The glasnost meeting (Ми́тинг гла́сности), also known as the glasnost rally, was the first spontaneous public political demonstration in the Soviet Union after the Second World War. It took place in Moscow on 5 December 1965 as a response to the trial of writers Andrei Sinyavsky and Yuli Daniel. The demonstration is considered to mark the beginning of a movement for civil rights in the Soviet Union.

== Demonstration ==

=== Background ===

In September 1965, writers Andrei Sinyavsky and Yuli Daniel were arrested and accused of having published anti-Soviet material in foreign editorials. The prosecution argued that the writings amounted to the criminal offense codified in Article 70 of the RSFSR Criminal code, anti-Soviet agitation and propaganda.

While most Russian critics of the trial emphasized issues of conscience and creative freedom, a small minority headed by mathematician Alexander Esenin-Volpin took another position. They were convinced that legitimate criticism should focus on the fact that the proceedings were not in adherence to existing law, specifically to the provisions guaranteeing an open trial.

=== Preparation ===
Alexander Esenin-Volpin, together with physicist Valery Nikolsky, artist Yuri Titov and Titov's wife Elena Stroeva, began to plan a gathering in Pushkin Square, across the street from the office of the newspaper Izvestia. The date chosen was 5 December, the official holiday celebrating the ratification of the 1936 "Stalin" Constitution by the Congress of Soviets. The meeting itself was to exemplify strict obedience to the Constitution, which guaranteed freedom of assembly and meetings. The participants were to restrict themselves to the single demand for an open trial for Sinyavsky and Daniel, as per Article 111.

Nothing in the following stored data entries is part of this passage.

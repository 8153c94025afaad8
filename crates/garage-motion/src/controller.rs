//! The controller contract shared by all scoped strategies.
//!
//! A controller is constructed with configuration and services only; it
//! touches elements only inside [`AnimationController::activate`]. Each
//! controller owns at most one live [`AnimationScope`] through a
//! [`ScopeSlot`], which enforces the activate/deactivate discipline:
//!
//! - `activate` while active fully deactivates first;
//! - a setup failure revokes the partial scope before the error is returned;
//! - `deactivate` is idempotent.

use std::fmt;
use std::rc::Rc;

use tracing::debug;

use crate::element::ElementRef;
use crate::engine::AnimationEngine;
use crate::error::ActivationError;
use crate::scope::AnimationScope;

pub trait AnimationController {
    /// Start the strategy against `container`.
    fn activate(&mut self, container: &ElementRef) -> Result<(), ActivationError>;

    /// Revoke everything spawned by the current activation. Idempotent.
    fn deactivate(&mut self);

    fn is_active(&self) -> bool;
}

/// Holder of a controller's current scope.
pub struct ScopeSlot {
    label: &'static str,
    engine: Rc<dyn AnimationEngine>,
    scope: Option<AnimationScope>,
}

impl ScopeSlot {
    pub fn new(label: &'static str, engine: Rc<dyn AnimationEngine>) -> Self {
        Self {
            label,
            engine,
            scope: None,
        }
    }

    /// Replace the current scope with a fresh one and run `setup` in it.
    ///
    /// The previous scope is revoked before the new one opens. If `setup`
    /// fails the new scope is revoked and the slot is left empty.
    pub fn activate_with<F>(&mut self, container: &ElementRef, setup: F) -> Result<(), ActivationError>
    where
        F: FnOnce(&mut AnimationScope) -> Result<(), ActivationError>,
    {
        self.clear();
        let mut scope = AnimationScope::open(container, self.engine.clone());
        match setup(&mut scope) {
            Ok(()) => {
                debug!(controller = self.label, scope = %scope.token(), members = scope.member_count(), "activated");
                self.scope = Some(scope);
                Ok(())
            }
            Err(err) => {
                scope.revoke();
                Err(err)
            }
        }
    }

    /// Revoke and drop the current scope; returns false if there was none.
    pub fn clear(&mut self) -> bool {
        match self.scope.take() {
            Some(mut scope) => {
                scope.revoke();
                debug!(controller = self.label, scope = %scope.token(), "deactivated");
                true
            }
            None => false,
        }
    }

    pub fn is_active(&self) -> bool {
        self.scope.is_some()
    }

    pub fn scope(&self) -> Option<&AnimationScope> {
        self.scope.as_ref()
    }

    pub fn engine(&self) -> &Rc<dyn AnimationEngine> {
        &self.engine
    }
}

impl fmt::Debug for ScopeSlot {
    fn fmt(&self, f: &mut fmt::Formatter<'_>) -> fmt::Result {
        f.debug_struct("ScopeSlot")
            .field("label", &self.label)
            .field("scope", &self.scope)
            .finish()
    }
}

impl Drop for ScopeSlot {
    fn drop(&mut self) {
        self.clear();
    }
}
//! Tween lifecycle events.
//!
//! The headless engine records an event whenever a tween is started, played,
//! finished or cancelled. Hosts and tests poll them after each frame; the
//! queue is bounded, so hosts that never poll lose the oldest events instead
//! of growing without limit.
//!
//! ```ignore
//! engine.tick(1.0 / 60.0);
//! for event in engine.drain_events() {
//!     if let TweenEvent::Ended { element: Some(id), .. } = event {
//!         println!("entrance finished for {id:?}");
//!     }
//! }
//! ```

use std::collections::VecDeque;

use serde::{Deserialize, Serialize};

use crate::element::ElementId;
use crate::types::TweenId;

/// Event emitted when a tween changes state.
#[derive(Debug, Clone, PartialEq, Serialize, Deserialize)]
#[serde(tag = "type", rename_all = "snake_case")]
pub enum TweenEvent {
    /// Tween was accepted by the engine.
    Started {
        tween_id: TweenId,
        /// Target element, `None` for scalar proxies.
        element: Option<ElementId>,
        /// Start delay in seconds.
        delay: f64,
        /// Whether the tween waits for an explicit `play`.
        paused: bool,
    },
    /// A paused tween was released.
    Played { tween_id: TweenId },
    /// Tween reached its end values.
    Ended {
        tween_id: TweenId,
        element: Option<ElementId>,
    },
    /// Tween was cancelled before completion.
    Cancelled {
        tween_id: TweenId,
        element: Option<ElementId>,
        /// Whether pre-animation values were restored.
        reverted: bool,
    },
}

impl TweenEvent {
    pub fn tween_id(&self) -> TweenId {
        match self {
            Self::Started { tween_id, .. }
            | Self::Played { tween_id }
            | Self::Ended { tween_id, .. }
            | Self::Cancelled { tween_id, .. } => *tween_id,
        }
    }

    pub fn is_started(&self) -> bool {
        matches!(self, Self::Started { .. })
    }

    pub fn is_played(&self) -> bool {
        matches!(self, Self::Played { .. })
    }

    pub fn is_ended(&self) -> bool {
        matches!(self, Self::Ended { .. })
    }

    pub fn is_cancelled(&self) -> bool {
        matches!(self, Self::Cancelled { .. })
    }
}

/// Events kept by a default queue before the oldest are discarded.
pub const DEFAULT_EVENT_CAPACITY: usize = 1024;

/// Bounded queue for collecting tween events during update cycles.
///
/// Hosts that never poll still hold at most `capacity` events: pushing into a
/// full queue discards the oldest one.
#[derive(Debug)]
pub struct EventQueue {
    events: VecDeque<TweenEvent>,
    capacity: usize,
    dropped: u64,
}

impl Default for EventQueue {
    fn default() -> Self {
        Self::with_capacity(DEFAULT_EVENT_CAPACITY)
    }
}

impl EventQueue {
    pub fn new() -> Self {
        Self::default()
    }

    /// Queue holding at most `capacity` events (at least one).
    pub fn with_capacity(capacity: usize) -> Self {
        let capacity = capacity.max(1);
        Self {
            events: VecDeque::with_capacity(capacity.min(DEFAULT_EVENT_CAPACITY)),
            capacity,
            dropped: 0,
        }
    }

    pub fn push(&mut self, event: TweenEvent) {
        if self.events.len() >= self.capacity {
            self.events.pop_front();
            self.dropped += 1;
        }
        self.events.push_back(event);
    }

    pub fn capacity(&self) -> usize {
        self.capacity
    }

    /// Events discarded because the queue was full.
    pub fn dropped(&self) -> u64 {
        self.dropped
    }

    pub fn is_empty(&self) -> bool {
        self.events.is_empty()
    }

    pub fn len(&self) -> usize {
        self.events.len()
    }

    pub fn pop(&mut self) -> Option<TweenEvent> {
        self.events.pop_front()
    }

    /// Remove and return all pending events in emission order.
    pub fn drain(&mut self) -> Vec<TweenEvent> {
        self.events.drain(..).collect()
    }

    pub fn clear(&mut self) {
        self.events.clear();
    }

    /// Events concerning one element (without removing them).
    pub fn events_for_element(&self, element: ElementId) -> Vec<&TweenEvent> {
        self.events
            .iter()
            .filter(|e| match e {
                TweenEvent::Started { element: el, .. }
                | TweenEvent::Ended { element: el, .. }
                | TweenEvent::Cancelled { element: el, .. } => *el == Some(element),
                TweenEvent::Played { .. } => false,
            })
            .collect()
    }
}
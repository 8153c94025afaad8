//! Animation lifecycle and scoped resource management for the garage dashboard.
//!
//! This crate provides:
//! - **Scopes**: every tween and viewport watch spawned by one activation,
//!   revocable as a unit
//! - **Controllers**: counter, staggered list and scroll reveal strategies
//!   sharing one activate/deactivate contract
//! - **Transitions**: stateless enter/leave presets for route changes
//! - **Bindings**: mount/update/unmount glue between host components and
//!   controllers
//! - **Headless collaborators**: a frame-stepped engine, a scroll-driven
//!   viewport observer and a render queue, for tests and the demo driver
//!
//! # Architecture
//!
//! ```text
//! Binding (ScalarBinding / RevealBinding / ListLengthBinding)
//!   └── AnimationController (Counter / Stagger / ScrollReveal)
//!         └── ScopeSlot
//!               └── AnimationScope ──▶ AnimationEngine, ViewportObserver
//!
//! MotionServices { engine, viewport, scheduler }  (built once, passed down)
//! ```
//!
//! All types are single-threaded (`Rc`/`RefCell`) and driven by the host's
//! frame loop.

pub mod binding;
pub mod controller;
pub mod counter;
pub mod easing;
pub mod element;
pub mod engine;
pub mod error;
pub mod events;
pub mod scheduler;
pub mod scope;
pub mod scroll_reveal;
pub mod services;
pub mod stagger;
pub mod transition;
pub mod types;
pub mod viewport;

pub use binding::{BindingPhase, Lifecycle, ListLengthBinding, RevealBinding, Retarget, ScalarBinding};
pub use controller::{AnimationController, ScopeSlot};
pub use counter::{CounterAnimation, CounterOptions};
pub use easing::{EasingFunction, ParseEasingError};
pub use element::{Element, ElementId, ElementRef, NodeRef, Selector};
pub use engine::{
    AnimationEngine, CancelMode, FrameEngine, Timing, TweenFrame, TweenRequest, TweenTarget,
};
pub use error::{ActivationError, EngineError, OptionsError, ScopeError};
pub use events::{DEFAULT_EVENT_CAPACITY, EventQueue, TweenEvent};
pub use scheduler::{FrameQueue, RenderScheduler};
pub use scope::{AnimationScope, Liveness};
pub use scroll_reveal::{ScrollRevealAnimation, ScrollRevealOptions};
pub use services::{HeadlessRuntime, MotionServices};
pub use stagger::{StaggerAnimation, StaggerOptions, StaggerOrigin};
pub use transition::{TransitionPreset, enter, leave};
pub use types::{ActivationToken, Property, PropertySet, TaskId, TweenId, TweenState, WatchId};
pub use viewport::{Edge, ParseThresholdError, ScrollViewport, Threshold, ViewportObserver};
//! Helpers for setting up throwaway databases in integration tests.

pub mod prepare_env;

pub use prepare_env::{create_database, prepare_test_env, random_db_path, seed_product};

Responses to this proposal by their acquaintances were mostly negative. Many saw the idea as utopian and dangerous: While it was unclear whether the meeting would help Sinyavsky and Daniel, participants in any such meeting were likely to be arrested, their careers ruined. The idea of such a "glasnost meeting" did find support among small circles of high school and university students such as Irina Yakir, Yuri Galanskov, Yuliya Vishnevskaya, and Vladimir Bukovsky, who learned of the plan through the informal networks of the Moscow intelligentsia. Among them were several veterans of the unofficial Mayakovsky Square poetry readings and the literary group SMOG.

A one-page "Civic Appeal" (Гражданское обращение) was drafted by Volpin and Nikolsky. It was distributed via samizdat and disseminated by supporters around Moscow University and other liberal-arts institutions. Citing the articles of the Soviet Constitution and the Code of Criminal Procedure regarding open courts, the appeal reminded readers of the "millions of Soviet citizens" who had perished because of official lawlessness:

The bloody past calls us to vigilance in the present. It is easier to sacrifice a single day of rest than to endure for years the consequences of an arbitrariness that was not checked in time. Citizens have a means for struggle against judicial arbitrariness—a “glasnost meeting” during which those who gather will project a single slogan: “We demand an open trial for . . . (followed by the names of the accused).” Any other phrases or slogans going beyond the demand for strict observance of the law will be absolutely detrimental and possibly serve as a provocation and should be cut short by the meeting’s participants themselves. During the meeting it is essential that order be strictly observed. At the first demand by the authorities to disperse—one must disperse, having communicated to the authorities the meeting’s aim.

=== Demonstration ===
On 5 December, about 50 participants and roughly 200 sympathetic observers gathered on Pushkin Square. Signs were unfurled with the slogans "Respect the Soviet Constitution" and "We demand an open trial for Sinyavsky and Daniel." The meeting itself lasted less than twenty minutes. KGB officials sent to monitor the gathering quickly confiscated the signs and detained their bearers for several hours.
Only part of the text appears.